* _PROBLEM TO WORK ON_:
Where a line holds the word "chars", copy that line from the data below.

[Saved entries]

//! Word lists backing the rule-based normalizer
//!
//! Contains English stopwords, irregular lemmas and clinical abbreviations
//! used to map note text onto catalog vocabulary.

use std::collections::{HashMap, HashSet};

const STOPWORDS: &[&str] = &[
    "a", "about", "above", "after", "again", "against", "all", "also", "am", "an", "and", "any",
    "are", "as", "at", "be", "became", "because", "been", "before", "being", "below", "between",
    "both", "but", "by", "can", "could", "did", "do", "does", "doing", "down", "during", "each",
    "either", "else", "ever", "every", "few", "for", "from", "further", "had", "has", "have",
    "having", "he", "her", "here", "hers", "herself", "him", "himself", "his", "how", "however",
    "i", "if", "in", "into", "is", "it", "its", "itself", "just", "may", "me", "might", "more",
    "most", "much", "must", "my", "myself", "neither", "no", "nor", "not", "now", "of", "off",
    "on", "once", "only", "or", "other", "our", "ours", "out", "over", "own", "per", "same",
    "she", "should", "since", "so", "some", "such", "than", "that", "the", "their", "theirs",
    "them", "then", "there", "these", "they", "this", "those", "though", "through", "thus", "to",
    "too", "under", "until", "up", "upon", "us", "very", "via", "was", "we", "well", "were",
    "what", "when", "where", "whether", "which", "while", "who", "whom", "whose", "why", "will",
    "with", "within", "without", "would", "yet", "you", "your", "yours",
];

const IRREGULAR_LEMMAS: &[(&str, &str)] = &[
    ("bled", "bleed"),
    ("children", "child"),
    ("diabetes", "diabetes"),
    ("diagnoses", "diagnosis"),
    ("dying", "die"),
    ("emboli", "embolus"),
    ("feet", "foot"),
    ("fell", "fall"),
    ("fallen", "fall"),
    ("felt", "feel"),
    ("found", "find"),
    ("given", "give"),
    ("gave", "give"),
    ("lying", "lie"),
    ("men", "man"),
    ("metastases", "metastasis"),
    ("stenoses", "stenosis"),
    ("taken", "take"),
    ("took", "take"),
    ("teeth", "tooth"),
    ("thromboses", "thrombosis"),
    ("women", "woman"),
    ("worse", "bad"),
    ("worst", "bad"),
];

/// Abbreviation → expanded form
const ABBREVIATIONS: &[(&str, &str)] = &[
    // Vital signs
    ("bp", "blood pressure"),
    ("hr", "heart rate"),
    ("rr", "respiratory rate"),
    ("temp", "temperature"),
    ("spo2", "oxygen saturation"),
    // Conditions
    ("afib", "atrial fibrillation"),
    ("ams", "altered mental status"),
    ("cad", "coronary artery disease"),
    ("chf", "congestive heart failure"),
    ("ckd", "chronic kidney disease"),
    ("cva", "stroke"),
    ("dm", "diabetes"),
    ("dvt", "deep vein thrombosis"),
    ("gib", "gastrointestinal hemorrhage"),
    ("htn", "hypertension"),
    ("ich", "intracranial hemorrhage"),
    ("loc", "loss of consciousness"),
    ("mi", "myocardial infarction"),
    ("sah", "subarachnoid hemorrhage"),
    ("sob", "shortness of breath"),
    ("tia", "transient ischemic attack"),
    ("uti", "urinary tract infection"),
];

const HONORIFICS: &[&str] = &["dr", "mr", "mrs", "ms", "miss", "prof", "nurse"];

const ORGANIZATION_SUFFIXES: &[&str] = &[
    "hospital",
    "clinic",
    "medical center",
    "health system",
    "pharmacy",
    "laboratories",
    "university",
];

const LOCATION_SUFFIXES: &[&str] = &["county", "city", "province", "street", "avenue"];

/// Immutable word lists used by the normalizer
#[derive(Debug, Clone)]
pub struct Lexicon {
    stopwords: HashSet<&'static str>,
    irregular: HashMap<&'static str, &'static str>,
    abbreviations: HashMap<&'static str, &'static str>,
    honorifics: Vec<&'static str>,
    organization_suffixes: Vec<&'static str>,
    location_suffixes: Vec<&'static str>,
}

impl Lexicon {
    /// English clinical lexicon
    pub fn english() -> Self {
        Self {
            stopwords: STOPWORDS.iter().copied().collect(),
            irregular: IRREGULAR_LEMMAS.iter().copied().collect(),
            abbreviations: ABBREVIATIONS.iter().copied().collect(),
            honorifics: HONORIFICS.to_vec(),
            organization_suffixes: ORGANIZATION_SUFFIXES.to_vec(),
            location_suffixes: LOCATION_SUFFIXES.to_vec(),
        }
    }

    pub fn is_stopword(&self, word: &str) -> bool {
        self.stopwords.contains(word)
    }

    pub fn expand(&self, abbreviation: &str) -> Option<&'static str> {
        self.abbreviations.get(abbreviation).copied()
    }

    pub fn honorifics(&self) -> &[&'static str] {
        &self.honorifics
    }

    pub fn organization_suffixes(&self) -> &[&'static str] {
        &self.organization_suffixes
    }

    pub fn location_suffixes(&self) -> &[&'static str] {
        &self.location_suffixes
    }

    /// Dictionary form of a lowercase word
    pub fn lemmatize(&self, word: &str) -> String {
        if let Some(lemma) = self.irregular.get(word) {
            return (*lemma).to_string();
        }
        if let Some(lemma) = strip_inflection(word) {
            return lemma;
        }
        word.to_string()
    }
}

fn strip_inflection(word: &str) -> Option<String> {
    let len = word.chars().count();

    if len > 5 {
        if let Some(stem) = word.strip_suffix("ing") {
            return Some(restore_stem(stem));
        }
    }

    if len > 4 && !word.ends_with("eed") {
        if let Some(stem) = word.strip_suffix("ied") {
            return Some(format!("{stem}y"));
        }
        if let Some(stem) = word.strip_suffix("ed") {
            return Some(restore_stem(stem));
        }
    }

    if len > 4 {
        if let Some(stem) = word.strip_suffix("ies") {
            return Some(format!("{stem}y"));
        }
        for suffix in ["ches", "shes", "sses", "xes", "zes"] {
            if word.ends_with(suffix) {
                return word.strip_suffix("es").map(str::to_string);
            }
        }
    }

    if len > 3
        && word.ends_with('s')
        && !["ss", "us", "is", "ous"].iter().any(|keep| word.ends_with(keep))
    {
        return word.strip_suffix('s').map(str::to_string);
    }

    None
}

/// Undo the spelling changes of an `-ing`/`-ed` suffix
fn restore_stem(stem: &str) -> String {
    let mut tail = stem.chars().rev();
    if let (Some(last), Some(before)) = (tail.next(), tail.next()) {
        if last == before && !matches!(last, 'l' | 's' | 'z' | 'e' | 'o') {
            let mut shortened = stem.to_string();
            shortened.pop();
            return shortened;
        }
    }
    let long_at = stem.ends_with("at") && stem.chars().count() > 5;
    if long_at
        || ["iz", "yz", "os", "us", "as", "ur", "v", "c", "ak", "bl"]
            .iter()
            .any(|ending| stem.ends_with(ending))
    {
        return format!("{stem}e");
    }
    stem.to_string()
}

#[cfg(test)]
mod tests {
    use super::*;

    #[test]
    fn test_plural_forms() {
        let lexicon = Lexicon::english();
        assert_eq!(lexicon.lemmatize("seizures"), "seizure");
        assert_eq!(lexicon.lemmatize("tremors"), "tremor");
        assert_eq!(lexicon.lemmatize("injuries"), "injury");
        assert_eq!(lexicon.lemmatize("rashes"), "rash");
        assert_eq!(lexicon.lemmatize("diagnoses"), "diagnosis");
    }

    #[test]
    fn test_words_that_only_look_plural() {
        let lexicon = Lexicon::english();
        assert_eq!(lexicon.lemmatize("sepsis"), "sepsis");
        assert_eq!(lexicon.lemmatize("nervous"), "nervous");
        assert_eq!(lexicon.lemmatize("loss"), "loss");
    }

    #[test]
    fn test_verb_forms() {
        let lexicon = Lexicon::english();
        assert_eq!(lexicon.lemmatize("bleeding"), "bleed");
        assert_eq!(lexicon.lemmatize("elevated"), "elevate");
        assert_eq!(lexicon.lemmatize("confused"), "confuse");
        assert_eq!(lexicon.lemmatize("worsening"), "worsen");
        assert_eq!(lexicon.lemmatize("stopped"), "stop");
        assert_eq!(lexicon.lemmatize("delayed"), "delay");
        assert_eq!(lexicon.lemmatize("bled"), "bleed");
        assert_eq!(lexicon.lemmatize("decreased"), "decrease");
        assert_eq!(lexicon.lemmatize("sweating"), "sweat");
    }

    #[test]
    fn test_abbreviation_expansion() {
        let lexicon = Lexicon::english();
        assert_eq!(lexicon.expand("sob"), Some("shortness of breath"));
        assert_eq!(lexicon.expand("cva"), Some("stroke"));
        assert_eq!(lexicon.expand("stroke"), None);
    }
}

* _SOLUTION TO THE EXERCISE_:
    let len = word.chars().count();
    let mut tail = stem.chars().rev();
    let long_at = stem.ends_with("at") && stem.chars().count() > 5;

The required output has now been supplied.